2010 teilt sich den Hitzerekord mit 2005
Baku, den 14. Januar (AZERTAG). Die Nasa hat Daten von weltweit 1000 Wetterstationen ausgewertet: Die Jahre 2010 und 2005 sind die wärmsten seit Beginn exakter Wetteraufzeichnungen.
Im Jahr 2010 hat sich der weltweite Hitzerekord von 2005 nach Angaben der Nasa wiederholt. Beide Jahre gelten nun gemeinsam als die wärmsten seit Beginn exakter Wetteraufzeichnungen. Das teilte jetzt das Goddard Institute der US-Raumfahrtbehörde mit. Der gemessene Temperaturunterschied zwischen beiden Zeiträumen sei so gering gewesen, dass er nicht verlässlich angegeben werden könne.

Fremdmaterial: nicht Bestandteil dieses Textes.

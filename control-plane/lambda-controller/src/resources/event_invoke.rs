//! Asynchronous invocation settings, shared by functions, aliases and
//! versions (each addressed by its qualifier).

use crate::aws::{AwsError, AwsResultExt, EventInvokeConfig};
use crate::crd::common::FunctionEventInvokeConfig;

use super::AwsCtx;

#[derive(Clone, Debug, PartialEq)]
pub enum EventInvokeOp {
    Put(EventInvokeConfig),
    Delete,
}

pub fn to_model(cfg: &FunctionEventInvokeConfig) -> EventInvokeConfig {
    let dest = cfg.destination_config.as_ref();
    EventInvokeConfig {
        maximum_retry_attempts: cfg.maximum_retry_attempts,
        maximum_event_age_in_seconds: cfg.maximum_event_age_in_seconds,
        on_success: dest
            .and_then(|d| d.on_success.as_ref())
            .and_then(|d| d.destination.clone()),
        on_failure: dest
            .and_then(|d| d.on_failure.as_ref())
            .and_then(|d| d.destination.clone()),
    }
}

/// `managed` is whether the controller set this config before.
pub fn plan(
    desired: Option<&FunctionEventInvokeConfig>,
    observed: Option<&EventInvokeConfig>,
    managed: bool,
) -> Option<EventInvokeOp> {
    match (desired, observed) {
        (Some(d), obs) => {
            let want = to_model(d);
            (obs != Some(&want)).then_some(EventInvokeOp::Put(want))
        }
        (None, Some(_)) if managed => Some(EventInvokeOp::Delete),
        _ => None,
    }
}

pub async fn read(
    aws: &AwsCtx<'_>,
    function_name: &str,
    qualifier: Option<&str>,
) -> Result<Option<EventInvokeConfig>, AwsError> {
    let api = aws.api;
    aws.call("GetFunctionEventInvokeConfig", move || {
        api.get_function_event_invoke_config(function_name, qualifier)
    })
    .await
    .found()
}

pub async fn apply(
    aws: &AwsCtx<'_>,
    function_name: &str,
    qualifier: Option<&str>,
    op: EventInvokeOp,
) -> Result<(), AwsError> {
    let api = aws.api;
    match op {
        EventInvokeOp::Put(cfg) => {
            // Another CR may share this function and qualifier.
            if read(aws, function_name, qualifier).await?.as_ref() == Some(&cfg) {
                return Ok(());
            }
            aws.call("PutFunctionEventInvokeConfig", move || {
                api.put_function_event_invoke_config(
                    function_name,
                    qualifier,
                    cfg.clone(),
                )
            })
            .await
        }
        EventInvokeOp::Delete => aws
            .call("DeleteFunctionEventInvokeConfig", move || {
                api.delete_function_event_invoke_config(function_name, qualifier)
            })
            .await
            .ignore_not_found(),
    }
}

Insgesamt sei es 2010 auf der Erdoberfläche, kombiniert aus Land- und Ozeanwerten, um 0,74 Grad Celsius wärmer gewesen als im Durchschnitt, hieß es in der Mitteilung weiter.
Die Daten stammen von mehr als 1000 Wetterstationen auf der ganzen Welt sowie von Satellitenbeobachtungen. Als Vergleichsmaßstab ziehen die Nasa- Wissenschaftler die Temperaturen in den Jahren 1951 bis 1980 heran. Ungewöhnlich starke Luftströmungen von Mitte Juni bis Mitte August hätten zu einer extremen Hitzewelle in Russland und verheerenden Fluten in Pakistan geführt.
Das vergangene Jahr war lange auf alleinigen Rekordkurs. In der zweiten Jahreshälfte hätten allerdings der frühe Wintereinbruch in Nordeuropa für deutliche Abkühlung gesorgt. Zudem sei das Wetterphänomen El Niño Mitte des Jahres in sein Gegenstück La Niña umgekippt, was zu niedrigeren Temperaturen im Ostpazifik und heftigen Niederschlägen beispielsweise in Australien führte.
Den Trend zur Erderwärmung konnten jedoch weder La Niña noch kühle Winter in Europa verhindern. Auch in den USA gab es einen extrem kalten Winter zu Anfang des vergangenen Jahres. Dennoch war 2010 laut NOAA in den USA das 14. Jahr in Folge mit Temperaturen über dem Durchschnitt.